No shirt, no shoes, no service. We reserve the right to refuse service to anybody. No smoking. No spitting on the floor. Have you ever seen any of those signs in a restaurant or business establishment? Call me crazy but I thought a private business could in fact refuse service to anybody they chose.
Well that appears not to be the case in Oregon where a young Christian couple refused to provide a wedding cake for a lesbian couple based on their religious belief that people of the same sex should not be able to marry each other. The State of Oregon has levied a fine of $135,000 for the offense of refusing to bake them a cake.
Now I don’t know about you, but I wouldn’t want to eat any cake I had to sue a baker to force him to bake for me. I certainly wouldn’t want any of my guests at the wedding to be catered by an unwilling caterer who was there by court order. Personally I am leery about even sending food back to the kitchen in a restaurant when I am unhappy with it. Who knows what might come back from that kitchen?
So, what is this really all about? Is it the fact this homosexual couple particularly wanted this bakery to provide a cake, or is this something more? Like, for example, the homosexual lobby bullying a private business to get their point across? The couple’s business is destroyed. Is that what the homosexuals wanted? Is that what America is all about?
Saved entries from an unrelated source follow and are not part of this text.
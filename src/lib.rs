pub mod downloader;

mod cli;
mod console;

use clap::Parser;
use tracing_subscriber::EnvFilter;

use cli::Args;

fn init_logging(verbose: bool) {
    let filter = if verbose {
        EnvFilter::new("debug")
    } else {
        EnvFilter::try_from_default_env().unwrap_or_else(|_| EnvFilter::new("info"))
    };

    tracing_subscriber::fmt()
        .with_env_filter(filter)
        .with_target(false)
        .with_writer(std::io::stderr)
        .init();
}

pub fn run() -> anyhow::Result<()> {
    let args = Args::parse();
    init_logging(args.verbose);

    let runtime = tokio::runtime::Builder::new_multi_thread()
        .enable_all()
        .build()?;
    runtime.block_on(cli::execute(args))
}
// Seams to the external collaborators: metadata provider and presentation layer

use async_trait::async_trait;
use std::path::{Path, PathBuf};
use std::sync::Arc;

use super::errors::ProviderError;
use super::models::{JobState, StreamDescriptor};

/// Resolves URLs into downloadable videos
#[async_trait]
pub trait MetadataProvider: Send + Sync {
    /// Name of the provider (for logging)
    fn name(&self) -> &'static str;

    /// Look up the video behind `url` and its stream catalog
    async fn resolve(&self, url: &str) -> Result<Box<dyn VideoHandle>, ProviderError>;
}

/// A resolved video, owned by the job that resolved it
#[async_trait]
pub trait VideoHandle: Send + Sync {
    fn title(&self) -> &str;

    /// Every variant the provider offers, in provider order
    fn streams(&self) -> &[StreamDescriptor];

    /// Fetch one variant into `output_dir`, prefixing the file name with
    /// `filename_prefix`. Reports remaining bytes to `observer` while running
    /// and signals completion before returning the written path.
    async fn download(
        &self,
        stream: &StreamDescriptor,
        output_dir: &Path,
        filename_prefix: &str,
        observer: &mut (dyn TransferObserver + Send),
    ) -> Result<PathBuf, ProviderError>;
}

/// Callbacks invoked by a provider during one transfer
pub trait TransferObserver {
    fn on_progress(&mut self, bytes_remaining: u64);

    fn on_complete(&mut self, path: &Path);
}

/// One UI unit showing a single job
///
/// Called on the foreground consumer, except when the foreground is gone,
/// in which case the worker calls it directly.
pub trait JobView: Send + Sync {
    fn start_progress(&self);

    fn set_progress(&self, percent: u8);

    fn reset_progress(&self);

    fn show_error(&self, message: &str);

    /// Lifecycle notification; views that only show a bar can ignore it
    fn on_state(&self, _state: JobState) {}
}

/// Creates new UI units when a submission fans out to several URLs
pub trait Presenter {
    fn add_view(&mut self, url: &str) -> Arc<dyn JobView>;
}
Let’s consider the First Amendment to the U.S. constitution: freedom of speech and freedom of religion. Clearly this amendment provides for each of us to be individuals in our speech and in our choices. It provides for us our right to choose our religious beliefs and the practice of those beliefs. It also allows homosexuals the right to be homosexuals. But nowhere does it require me to participate in someone else’s choices. If you want to live with your goat, that is your choice. I should never be forced by government to provide hay for your wedding. No private business in America should be required by law to provide any product or service to anyone regardless of the reason. If the business, by its policies, lost business, that is their problem. It’s none of the government’s business.
Here’s a question. If a bar owner refused to sell liquor to a customer who, by the determination of the bar owner, had had enough to drink, should he then be fined? What if the customer was a homosexual? In reality, if the bar owner sold liquor to an individual who had overindulged regardless of the drunk’s sexual preference, the bar owner would be in trouble.
As for me, I would bake a cake for any customers who could and would pay the price. My business philosophy is to be inclusive, not exclusive. The more customers the merrier. But that is my philosophy and it’s none of the government’s business. My business would then succeed or fail based on my choices and not on the choices of some government bureaucrat.
We have seen government interference with Chick-Fil-A, Hobby Lobby and now this little family-owned bakery. When is the government going to understand we have a book of rules and laws? It’s called the U.S. Constitution and it has served us for nearly three centuries. Left alone it will serve us for years to come.